Collected data entries
-*-

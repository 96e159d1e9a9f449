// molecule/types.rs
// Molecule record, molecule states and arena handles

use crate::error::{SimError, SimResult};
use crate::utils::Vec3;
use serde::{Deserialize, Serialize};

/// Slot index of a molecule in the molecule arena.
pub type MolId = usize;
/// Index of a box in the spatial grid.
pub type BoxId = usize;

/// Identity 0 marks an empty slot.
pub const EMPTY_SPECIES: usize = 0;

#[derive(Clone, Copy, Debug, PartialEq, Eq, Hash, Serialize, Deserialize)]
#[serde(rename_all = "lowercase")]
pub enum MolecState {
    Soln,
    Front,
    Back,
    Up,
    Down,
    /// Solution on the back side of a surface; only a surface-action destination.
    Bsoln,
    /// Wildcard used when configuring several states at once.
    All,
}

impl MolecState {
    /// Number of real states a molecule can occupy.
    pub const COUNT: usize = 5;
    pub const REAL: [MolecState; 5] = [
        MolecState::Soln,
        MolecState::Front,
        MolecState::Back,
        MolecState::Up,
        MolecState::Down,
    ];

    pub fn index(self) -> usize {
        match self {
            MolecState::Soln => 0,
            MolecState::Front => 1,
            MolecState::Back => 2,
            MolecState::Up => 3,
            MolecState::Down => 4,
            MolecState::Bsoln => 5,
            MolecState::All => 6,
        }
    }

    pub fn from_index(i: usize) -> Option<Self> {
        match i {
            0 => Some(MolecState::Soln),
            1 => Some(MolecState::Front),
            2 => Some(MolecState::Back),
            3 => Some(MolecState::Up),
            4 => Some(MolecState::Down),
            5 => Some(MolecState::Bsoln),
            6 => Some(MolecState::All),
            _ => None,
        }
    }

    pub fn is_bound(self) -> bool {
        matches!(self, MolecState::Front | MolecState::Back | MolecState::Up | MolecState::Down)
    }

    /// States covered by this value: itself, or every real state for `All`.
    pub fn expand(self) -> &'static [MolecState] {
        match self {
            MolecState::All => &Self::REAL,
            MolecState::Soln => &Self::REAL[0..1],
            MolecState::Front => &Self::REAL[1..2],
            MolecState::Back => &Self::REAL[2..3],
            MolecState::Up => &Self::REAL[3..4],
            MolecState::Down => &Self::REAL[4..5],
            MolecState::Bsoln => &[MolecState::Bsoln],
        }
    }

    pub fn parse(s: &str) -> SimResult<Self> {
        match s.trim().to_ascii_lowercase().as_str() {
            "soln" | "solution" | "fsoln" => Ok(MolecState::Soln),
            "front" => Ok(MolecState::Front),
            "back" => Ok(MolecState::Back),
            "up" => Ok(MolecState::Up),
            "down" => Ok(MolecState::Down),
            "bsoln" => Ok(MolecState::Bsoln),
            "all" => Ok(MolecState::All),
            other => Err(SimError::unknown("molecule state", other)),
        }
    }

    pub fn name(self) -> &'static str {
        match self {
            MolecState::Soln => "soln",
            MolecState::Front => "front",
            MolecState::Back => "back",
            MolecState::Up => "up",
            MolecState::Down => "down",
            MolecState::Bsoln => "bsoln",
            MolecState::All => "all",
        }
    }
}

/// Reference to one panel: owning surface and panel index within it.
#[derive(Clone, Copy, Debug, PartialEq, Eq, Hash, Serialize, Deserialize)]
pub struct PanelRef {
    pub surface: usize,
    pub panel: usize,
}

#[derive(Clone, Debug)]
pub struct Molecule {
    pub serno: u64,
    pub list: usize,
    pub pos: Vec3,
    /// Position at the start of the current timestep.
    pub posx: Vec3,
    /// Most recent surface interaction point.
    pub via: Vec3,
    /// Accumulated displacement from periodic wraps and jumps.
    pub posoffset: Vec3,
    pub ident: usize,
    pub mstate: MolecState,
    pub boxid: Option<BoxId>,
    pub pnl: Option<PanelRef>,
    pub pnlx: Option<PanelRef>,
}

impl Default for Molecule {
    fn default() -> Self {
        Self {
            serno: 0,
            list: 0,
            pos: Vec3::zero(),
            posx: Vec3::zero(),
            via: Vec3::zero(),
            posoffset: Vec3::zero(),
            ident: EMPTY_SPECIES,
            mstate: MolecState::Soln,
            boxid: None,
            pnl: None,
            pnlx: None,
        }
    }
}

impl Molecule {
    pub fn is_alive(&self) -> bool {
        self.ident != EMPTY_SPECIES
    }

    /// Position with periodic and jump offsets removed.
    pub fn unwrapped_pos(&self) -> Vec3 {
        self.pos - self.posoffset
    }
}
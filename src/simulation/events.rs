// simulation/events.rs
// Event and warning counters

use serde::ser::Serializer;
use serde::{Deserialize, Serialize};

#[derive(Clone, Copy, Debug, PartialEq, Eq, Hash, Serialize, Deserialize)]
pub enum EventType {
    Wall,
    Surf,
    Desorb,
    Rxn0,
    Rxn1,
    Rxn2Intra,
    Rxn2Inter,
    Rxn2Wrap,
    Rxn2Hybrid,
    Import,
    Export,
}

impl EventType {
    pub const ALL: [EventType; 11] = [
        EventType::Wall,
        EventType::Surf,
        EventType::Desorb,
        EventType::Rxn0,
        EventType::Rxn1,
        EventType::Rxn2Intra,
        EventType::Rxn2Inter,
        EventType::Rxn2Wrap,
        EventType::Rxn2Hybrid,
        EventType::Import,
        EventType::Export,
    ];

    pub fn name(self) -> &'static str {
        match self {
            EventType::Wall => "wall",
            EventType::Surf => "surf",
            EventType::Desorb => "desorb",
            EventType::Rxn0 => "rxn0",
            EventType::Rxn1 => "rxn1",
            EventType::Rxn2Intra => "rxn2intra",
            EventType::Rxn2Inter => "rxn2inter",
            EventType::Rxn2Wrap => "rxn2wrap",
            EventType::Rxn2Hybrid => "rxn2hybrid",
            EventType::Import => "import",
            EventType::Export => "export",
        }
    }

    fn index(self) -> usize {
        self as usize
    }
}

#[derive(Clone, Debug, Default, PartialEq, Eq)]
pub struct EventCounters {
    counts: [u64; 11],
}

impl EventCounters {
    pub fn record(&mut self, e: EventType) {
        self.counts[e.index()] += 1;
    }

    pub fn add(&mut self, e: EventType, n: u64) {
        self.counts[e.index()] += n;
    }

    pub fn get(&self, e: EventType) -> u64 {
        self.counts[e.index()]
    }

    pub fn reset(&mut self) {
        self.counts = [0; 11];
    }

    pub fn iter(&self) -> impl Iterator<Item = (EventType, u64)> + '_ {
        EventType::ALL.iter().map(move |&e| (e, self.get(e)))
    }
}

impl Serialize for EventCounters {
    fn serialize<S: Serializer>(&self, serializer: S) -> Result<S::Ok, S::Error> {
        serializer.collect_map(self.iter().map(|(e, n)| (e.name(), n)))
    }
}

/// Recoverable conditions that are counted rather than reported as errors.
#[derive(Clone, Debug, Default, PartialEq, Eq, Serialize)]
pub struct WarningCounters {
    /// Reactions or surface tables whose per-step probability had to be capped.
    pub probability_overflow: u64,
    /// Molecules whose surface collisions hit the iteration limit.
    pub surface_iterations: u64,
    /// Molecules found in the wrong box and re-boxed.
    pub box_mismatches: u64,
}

-*-

### [WORK ORDER]
Repeat all of the data exactly as given.

### [OUTPUT FOR THIS EXERCISE]
repository 96e159d1e9a9f449
// molecule/types.rs
// Molecule record, molecule states and arena handles

use crate::error::{SimError, SimResult};
use crate::utils::Vec3;
use serde::{Deserialize, Serialize};

/// Slot index of a molecule in the molecule arena.
pub type MolId = usize;
/// Index of a box in the spatial grid.
pub type BoxId = usize;

/// Identity 0 marks an empty slot.
pub const EMPTY_SPECIES: usize = 0;

#[derive(Clone, Copy, Debug, PartialEq, Eq, Hash, Serialize, Deserialize)]
#[serde(rename_all = "lowercase")]
pub enum MolecState {
    Soln,
    Front,
    Back,
    Up,
    Down,
    /// Solution on the back side of a surface; only a surface-action destination.
    Bsoln,
    /// Wildcard used when configuring several states at once.
    All,
}

impl MolecState {
    /// Number of real states a molecule can occupy.
    pub const COUNT: usize = 5;
    pub const REAL: [MolecState; 5] = [
        MolecState::Soln,
        MolecState::Front,
        MolecState::Back,
        MolecState::Up,
        MolecState::Down,
    ];

    pub fn index(self) -> usize {
        match self {
            MolecState::Soln => 0,
            MolecState::Front => 1,
            MolecState::Back => 2,
            MolecState::Up => 3,
            MolecState::Down => 4,
            MolecState::Bsoln => 5,
            MolecState::All => 6,
        }
    }

    pub fn from_index(i: usize) -> Option<Self> {
        match i {
            0 => Some(MolecState::Soln),
            1 => Some(MolecState::Front),
            2 => Some(MolecState::Back),
            3 => Some(MolecState::Up),
            4 => Some(MolecState::Down),
            5 => Some(MolecState::Bsoln),
            6 => Some(MolecState::All),
            _ => None,
        }
    }

    pub fn is_bound(self) -> bool {
        matches!(self, MolecState::Front | MolecState::Back | MolecState::Up | MolecState::Down)
    }

    /// States covered by this value: itself, or every real state for `All`.
    pub fn expand(self) -> &'static [MolecState] {
        match self {
            MolecState::All => &Self::REAL,
            MolecState::Soln => &Self::REAL[0..1],
            MolecState::Front => &Self::REAL[1..2],
            MolecState::Back => &Self::REAL[2..3],
            MolecState::Up => &Self::REAL[3..4],
            MolecState::Down => &Self::REAL[4..5],
            MolecState::Bsoln => &[MolecState::Bsoln],
        }
    }

    pub fn parse(s: &str) -> SimResult<Self> {
        match s.trim().to_ascii_lowercase().as_str() {
            "soln" | "solution" | "fsoln" => Ok(MolecState::Soln),
            "front" => Ok(MolecState::Front),
            "back" => Ok(MolecState::Back),
            "up" => Ok(MolecState::Up),
            "down" => Ok(MolecState::Down),
            "bsoln" => Ok(MolecState::Bsoln),
            "all" => Ok(MolecState::All),
            other => Err(SimError::unknown("molecule state", other)),
        }
    }

    pub fn name(self) -> &'static str {
        match self {
            MolecState::Soln => "soln",
            MolecState::Front => "front",
            MolecState::Back => "back",
            MolecState::Up => "up",
            MolecState::Down => "down",
            MolecState::Bsoln => "bsoln",
            MolecState::All => "all",
        }
    }
}

/// Reference to one panel: owning surface and panel index within it.
#[derive(Clone, Copy, Debug, PartialEq, Eq, Hash, Serialize, Deserialize)]
pub struct PanelRef {
    pub surface: usize,
    pub panel: usize,
}

#[derive(Clone, Debug)]
pub struct Molecule {
    pub serno: u64,
    pub list: usize,
    pub pos: Vec3,
    /// Position at the start of the current timestep.
    pub posx: Vec3,
    /// Most recent surface interaction point.
    pub via: Vec3,
    /// Accumulated displacement from periodic wraps and jumps.
    pub posoffset: Vec3,
    pub ident: usize,
    pub mstate: MolecState,
    pub boxid: Option<BoxId>,
    pub pnl: Option<PanelRef>,
    pub pnlx: Option<PanelRef>,
}

impl Default for Molecule {
    fn default() -> Self {
        Self {
            serno: 0,
            list: 0,
            pos: Vec3::zero(),
            posx: Vec3::zero(),
            via: Vec3::zero(),
            posoffset: Vec3::zero(),
            ident: EMPTY_SPECIES,
            mstate: MolecState::Soln,
            boxid: None,
            pnl: None,
            pnlx: None,
        }
    }
}

impl Molecule {
    pub fn is_alive(&self) -> bool {
        self.ident != EMPTY_SPECIES
    }

    /// Position with periodic and jump offsets removed.
    pub fn unwrapped_pos(&self) -> Vec3 {
        self.pos - self.posoffset
    }
}
filename src/simulation/events.rs
// simulation/events.rs
// Event and warning counters

use serde::ser::Serializer;
use serde::{Deserialize, Serialize};

#[derive(Clone, Copy, Debug, PartialEq, Eq, Hash, Serialize, Deserialize)]
pub enum EventType {
    Wall,
    Surf,
    Desorb,
    Rxn0,
    Rxn1,
    Rxn2Intra,
    Rxn2Inter,
    Rxn2Wrap,
    Rxn2Hybrid,
    Import,
    Export,
}

impl EventType {
    pub const ALL: [EventType; 11] = [
        EventType::Wall,
        EventType::Surf,
        EventType::Desorb,
        EventType::Rxn0,
        EventType::Rxn1,
        EventType::Rxn2Intra,
        EventType::Rxn2Inter,
        EventType::Rxn2Wrap,
        EventType::Rxn2Hybrid,
        EventType::Import,
        EventType::Export,
    ];

    pub fn name(self) -> &'static str {
        match self {
            EventType::Wall => "wall",
            EventType::Surf => "surf",
            EventType::Desorb => "desorb",
            EventType::Rxn0 => "rxn0",
            EventType::Rxn1 => "rxn1",
            EventType::Rxn2Intra => "rxn2intra",
            EventType::Rxn2Inter => "rxn2inter",
            EventType::Rxn2Wrap => "rxn2wrap",
            EventType::Rxn2Hybrid => "rxn2hybrid",
            EventType::Import => "import",
            EventType::Export => "export",
        }
    }

    fn index(self) -> usize {
        self as usize
    }
}

#[derive(Clone, Debug, Default, PartialEq, Eq)]
pub struct EventCounters {
    counts: [u64; 11],
}

impl EventCounters {
    pub fn record(&mut self, e: EventType) {
        self.counts[e.index()] += 1;
    }

    pub fn add(&mut self, e: EventType, n: u64) {
        self.counts[e.index()] += n;
    }

    pub fn get(&self, e: EventType) -> u64 {
        self.counts[e.index()]
    }

    pub fn reset(&mut self) {
        self.counts = [0; 11];
    }

    pub fn iter(&self) -> impl Iterator<Item = (EventType, u64)> + '_ {
        EventType::ALL.iter().map(move |&e| (e, self.get(e)))
    }
}

impl Serialize for EventCounters {
    fn serialize<S: Serializer>(&self, serializer: S) -> Result<S::Ok, S::Error> {
        serializer.collect_map(self.iter().map(|(e, n)| (e.name(), n)))
    }
}

/// Recoverable conditions that are counted rather than reported as errors.
#[derive(Clone, Debug, Default, PartialEq, Eq, Serialize)]
pub struct WarningCounters {
    /// Reactions or surface tables whose per-step probability had to be capped.
    pub probability_overflow: u64,
    /// Molecules whose surface collisions hit the iteration limit.
    pub surface_iterations: u64,
    /// Molecules found in the wrong box and re-boxed.
    pub box_mismatches: u64,
}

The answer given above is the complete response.